4)How many emergency room visits have you had? I was born with a sorta birth defect where my kidneys and bladder weren't hooked together properly, so my bladder could enver completely empty. I was in and out of the emergency room for urinary tract/bladder infections a lot as a kid.(none of which i remember)
1.) 1st grade: The babysitter's dog was chewing on my doll and i grabbed it back and the dog bit me right below my eye. stitches.
2.) another time i was playing suicide in my mom's high helled boots and i fell on a rock and had to get stitches in my hand.
3.) I slammed my finger in the backdoor to my house right before my sophomore homecoming dance. a friend of the family was an x-ray tech and took a look at it to make sure it wasn't broke.
4.) I went to the ER for mono. (i was hallucinating at the time btw)

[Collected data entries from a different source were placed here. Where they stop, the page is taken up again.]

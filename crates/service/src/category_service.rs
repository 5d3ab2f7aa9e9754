use std::sync::Arc;

use axum::http::StatusCode;
use common::ResponseEnvelope;
use serde::{Deserialize, Serialize};
use tracing::{info, instrument};

use models::category;
use models::enums::{CategoryStatus, ProductCategory};

use crate::clock;
use crate::errors::ServiceError;
use crate::repository::Repository;
use crate::respond::{respond, respond_empty};

/// Inbound shape for create and update. Update replaces every field.
#[derive(Debug, Clone, Serialize, Deserialize)]
pub struct CategoryInput {
    pub category: ProductCategory,
    #[serde(default)]
    pub description: Option<String>,
    #[serde(default)]
    pub status: CategoryStatus,
}

/// Product category management.
pub struct CategoryService {
    repo: Arc<dyn Repository<category::Model>>,
}

impl CategoryService {
    pub fn new(repo: Arc<dyn Repository<category::Model>>) -> Self { Self { repo } }

    /// Create a category; both timestamps get the same instant.
    #[instrument(skip(self, input), fields(category = ?input.category))]
    pub async fn create(&self, input: CategoryInput) -> ResponseEnvelope<category::Model> {
        let result = self.try_create(input).await;
        if let Ok(m) = &result { info!(id = m.id, "category created"); }
        respond(result, StatusCode::CREATED, "Category created successfully", "Error creating category")
    }

    #[instrument(skip(self, input))]
    pub async fn update(&self, id: i64, input: CategoryInput) -> ResponseEnvelope<category::Model> {
        let result = self.try_update(id, input).await;
        if result.is_ok() { info!(id, "category updated"); }
        respond(result, StatusCode::OK, "Category updated successfully", "Error updating category")
    }

    pub async fn get(&self, id: i64) -> ResponseEnvelope<category::Model> {
        let result = self.find(id).await;
        respond(result, StatusCode::OK, "Category retrieved successfully", "Error retrieving category")
    }

    pub async fn list(&self) -> ResponseEnvelope<Vec<category::Model>> {
        let result = self.repo.find_all().await;
        respond(result, StatusCode::OK, "Categories retrieved successfully", "Error retrieving categories")
    }

    #[instrument(skip(self))]
    pub async fn delete(&self, id: i64) -> ResponseEnvelope<()> {
        let result = self.try_delete(id).await;
        if result.is_ok() { info!(id, "category deleted"); }
        respond_empty(result, StatusCode::OK, "Category deleted successfully", "Error deleting category")
    }

    async fn try_create(&self, input: CategoryInput) -> Result<category::Model, ServiceError> {
        category::validate_description(input.description.as_deref())?;
        let now = clock::now();
        let draft = category::Model {
            id: 0,
            category: input.category,
            description: input.description,
            created_at: now,
            updated_at: now,
            status: input.status,
        };
        self.repo.insert(draft).await
    }

    async fn try_update(&self, id: i64, input: CategoryInput) -> Result<category::Model, ServiceError> {
        category::validate_description(input.description.as_deref())?;
        let mut current = self.find(id).await?;
        current.category = input.category;
        current.description = input.description;
        current.status = input.status;
        current.updated_at = clock::next_modification(current.updated_at);
        self.repo.update(current).await
    }

    async fn try_delete(&self, id: i64) -> Result<(), ServiceError> {
        self.find(id).await?;
        if !self.repo.delete(id).await? {
            return Err(ServiceError::not_found("category", id));
        }
        Ok(())
    }

    async fn find(&self, id: i64) -> Result<category::Model, ServiceError> {
        self.repo.find_by_id(id).await?.ok_or_else(|| ServiceError::not_found("category", id))
    }
}

#[cfg(test)]
mod tests {
    use super::*;
    use crate::test_support::{category_input, services};

    #[tokio::test]
    async fn create_assigns_id_and_equal_timestamps() {
        let svc = services();
        let env = svc.categories.create(category_input("Gadgets")).await;
        assert_eq!(env.code, 201);
        assert_eq!(env.message, "Category created successfully");
        let c = env.response.unwrap();
        assert!(c.id > 0);
        assert_eq!(c.created_at, c.updated_at);
        assert_eq!(c.category, ProductCategory::Electronics);
        assert_eq!(c.status, CategoryStatus::Active);
    }

    #[tokio::test]
    async fn update_overwrites_fields_and_advances_modification() {
        let svc = services();
        let created = svc.categories.create(category_input("Gadgets")).await.response.unwrap();

        let input = CategoryInput {
            category: ProductCategory::Home,
            description: Some("Updated Gadgets".into()),
            status: CategoryStatus::Inactive,
        };
        let env = svc.categories.update(created.id, input).await;
        assert_eq!(env.code, 200);
        let updated = env.response.unwrap();
        assert_eq!(updated.id, created.id);
        assert_eq!(updated.category, ProductCategory::Home);
        assert_eq!(updated.description.as_deref(), Some("Updated Gadgets"));
        assert_eq!(updated.status, CategoryStatus::Inactive);
        assert!(updated.updated_at > created.updated_at);
        assert_eq!(updated.created_at, created.created_at);
    }

    #[tokio::test]
    async fn repeated_updates_strictly_increase_modification() {
        let svc = services();
        let created = svc.categories.create(category_input("a")).await.response.unwrap();
        let mut last = created.updated_at;
        for i in 0..5 {
            let u = svc.categories.update(created.id, category_input(&format!("v{i}"))).await.response.unwrap();
            assert!(u.updated_at > last);
            last = u.updated_at;
        }
    }

    #[tokio::test]
    async fn update_of_missing_id_fails_without_mutation() {
        let svc = services();
        let existing = svc.categories.create(category_input("keep")).await.response.unwrap();

        let env = svc.categories.update(999, category_input("ghost")).await;
        assert_eq!(env.code, 404);
        assert!(env.response.is_none());
        assert_eq!(env.message, "Error updating category: category 999 not found");

        let all = svc.categories.list().await.response.unwrap();
        assert_eq!(all, vec![existing]);
    }

    #[tokio::test]
    async fn invalid_description_is_a_validation_failure() {
        let svc = services();
        let env = svc.categories.create(category_input(&"x".repeat(300))).await;
        assert_eq!(env.code, 400);
        assert!(env.message.starts_with("Error creating category: validation error"));
        assert!(svc.categories.list().await.response.unwrap().is_empty());
    }

    #[tokio::test]
    async fn list_returns_exactly_the_stored_set() {
        let svc = services();
        let mut ids = Vec::new();
        for d in ["a", "b", "c"] {
            ids.push(svc.categories.create(category_input(d)).await.response.unwrap().id);
        }
        svc.categories.delete(ids[1]).await;

        let env = svc.categories.list().await;
        assert_eq!(env.code, 200);
        let mut listed: Vec<i64> = env.response.unwrap().into_iter().map(|c| c.id).collect();
        listed.sort();
        assert_eq!(listed, vec![ids[0], ids[2]]);
    }

    #[tokio::test]
    async fn example_scenario_create_update_delete() {
        let svc = services();
        let created = svc.categories.create(category_input("Gadgets")).await;
        assert_eq!(created.code, 201);
        let c = created.response.unwrap();

        let updated = svc.categories.update(c.id, category_input("Updated Gadgets")).await;
        assert_eq!(updated.code, 200);
        assert!(updated.response.unwrap().updated_at > c.updated_at);

        let deleted = svc.categories.delete(c.id).await;
        assert_eq!(deleted.code, 200);
        assert!(deleted.response.is_none());
        assert_eq!(deleted.message, "Category deleted successfully");

        let again = svc.categories.update(c.id, category_input("too late")).await;
        assert!(!again.is_success());
        assert_eq!(svc.categories.get(c.id).await.code, 404);
    }

    #[tokio::test]
    async fn delete_of_missing_id_is_not_found() {
        let svc = services();
        let env = svc.categories.delete(12).await;
        assert_eq!(env.code, 404);
        assert_eq!(env.message, "Error deleting category: category 12 not found");
    }
}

5.) I made one of those lil microwaveable chef boyardee thingies in a high powered microwave and burnt my hand during junior year of college. It was in the middle of a wicked bad snowstorm and the roads weren't plowed. A friend drove me.
5)Did you ever have to stay overnight at a hospital?

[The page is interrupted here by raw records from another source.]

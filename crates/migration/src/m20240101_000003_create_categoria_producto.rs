//! Create `categoria_producto` table.
//! Enumerations are stored as their upper-case string values.
use sea_orm_migration::{prelude::*, schema::*};

#[derive(DeriveMigrationName)]
pub struct Migration;

#[async_trait::async_trait]
impl MigrationTrait for Migration {
    async fn up(&self, manager: &SchemaManager) -> Result<(), DbErr> {
        manager
            .create_table(
                Table::create()
                    .table(CategoriaProducto::Table)
                    .if_not_exists()
                    .col(ColumnDef::new(CategoriaProducto::Id).big_integer().not_null().auto_increment().primary_key())
                    .col(string_len(CategoriaProducto::CategoriaProducto, 32).not_null())
                    .col(string_len_null(CategoriaProducto::DescripcionProducto, 255))
                    .col(timestamp_with_time_zone(CategoriaProducto::FechaCreacion).not_null())
                    .col(timestamp_with_time_zone(CategoriaProducto::FechaModificacion).not_null())
                    .col(string_len(CategoriaProducto::EstadoCategoria, 16).not_null())
                    .to_owned(),
            )
            .await
    }

    async fn down(&self, manager: &SchemaManager) -> Result<(), DbErr> {
        manager.drop_table(Table::drop().table(CategoriaProducto::Table).to_owned()).await
    }
}

#[derive(DeriveIden)]
enum CategoriaProducto {
    Table,
    Id,
    CategoriaProducto,
    DescripcionProducto,
    FechaCreacion,
    FechaModificacion,
    EstadoCategoria,
}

Just when I was younger and had my kidney/bladder surgery.
6)What was the saddest event/situation that you had to miss out on because you were sick?
Well my parents didn't want me to go, but I went anyways to see phish right when I found out I had mono.

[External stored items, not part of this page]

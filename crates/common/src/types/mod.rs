use axum::http::StatusCode;
use axum::response::{IntoResponse, Response};
use axum::Json;
use serde::{Deserialize, Serialize};

#[derive(Serialize, Deserialize, Debug)]
pub struct Health {
    pub status: &'static str,
}

/// Uniform wrapper returned by every service operation.
///
/// `code` mirrors the HTTP status of the outcome; `response` is `None` for
/// failures and for operations without a payload (delete).
#[derive(Serialize, Deserialize, Debug, Clone, PartialEq)]
pub struct ResponseEnvelope<T> {
    pub response: Option<T>,
    pub code: u16,
    pub message: String,
}

impl<T> ResponseEnvelope<T> {
    pub fn success(payload: T, status: StatusCode, message: impl Into<String>) -> Self {
        Self { response: Some(payload), code: status.as_u16(), message: message.into() }
    }

    pub fn empty(status: StatusCode, message: impl Into<String>) -> Self {
        Self { response: None, code: status.as_u16(), message: message.into() }
    }

    pub fn failure(status: StatusCode, message: impl Into<String>) -> Self {
        Self::empty(status, message)
    }

    pub fn is_success(&self) -> bool {
        (200..300).contains(&self.code)
    }

    /// Status as an HTTP code; unknown values degrade to 500.
    pub fn status(&self) -> StatusCode {
        StatusCode::from_u16(self.code).unwrap_or(StatusCode::INTERNAL_SERVER_ERROR)
    }
}

impl<T: Serialize> IntoResponse for ResponseEnvelope<T> {
    fn into_response(self) -> Response {
        (self.status(), Json(self)).into_response()
    }
}

#[cfg(test)]
mod tests {
    use super::*;

    #[test]
    fn success_carries_payload_and_code() {
        let env = ResponseEnvelope::success(7u32, StatusCode::CREATED, "created");
        assert_eq!(env.response, Some(7));
        assert_eq!(env.code, 201);
        assert!(env.is_success());
    }

    #[test]
    fn failure_has_no_payload() {
        let env: ResponseEnvelope<u32> = ResponseEnvelope::failure(StatusCode::NOT_FOUND, "missing");
        assert!(env.response.is_none());
        assert_eq!(env.status(), StatusCode::NOT_FOUND);
        assert!(!env.is_success());
    }

    #[test]
    fn serializes_with_null_payload() {
        let env: ResponseEnvelope<()> = ResponseEnvelope::empty(StatusCode::OK, "deleted");
        let json = serde_json::to_value(&env).unwrap();
        assert_eq!(json, serde_json::json!({"response": null, "code": 200, "message": "deleted"}));
    }

    #[tokio::test]
    async fn into_response_uses_envelope_code() {
        let env: ResponseEnvelope<()> = ResponseEnvelope::failure(StatusCode::CONFLICT, "dup");
        let res = env.into_response();
        assert_eq!(res.status(), StatusCode::CONFLICT);
    }
}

Other than that just a few weeks before I found out I had mono, I was really sick and was behidn in my coursework so I stayed home from going to family Thanksgiving so that I could get my work done. I luckilly got all of it done in between IRC chats and long naps.
7)How old where you when you got chicken pox? I was in kindergarten.
8)What is your most embarrassing vomit story? Well, I've never been a puker unless it was from drinking... But last January I had food poisoning and I woke up in the night and just kept puking straight for like an hour. A friend had stayed the night and felt bad. I thought I had puked for maybe a few minutes but It was for a long time. Then all I wanted to do was moan and groan from all the cramps and everything afterwards.
9)Is there anything in particular that you find comforting when you are sick?
I love to drink gatorade and eat toast and eggs. I drink a lot of honey lemon tea too. Depending on what kind of sick I am I can either like to be bundled up in bed watching movies or just standing in my shower trying to drain my head.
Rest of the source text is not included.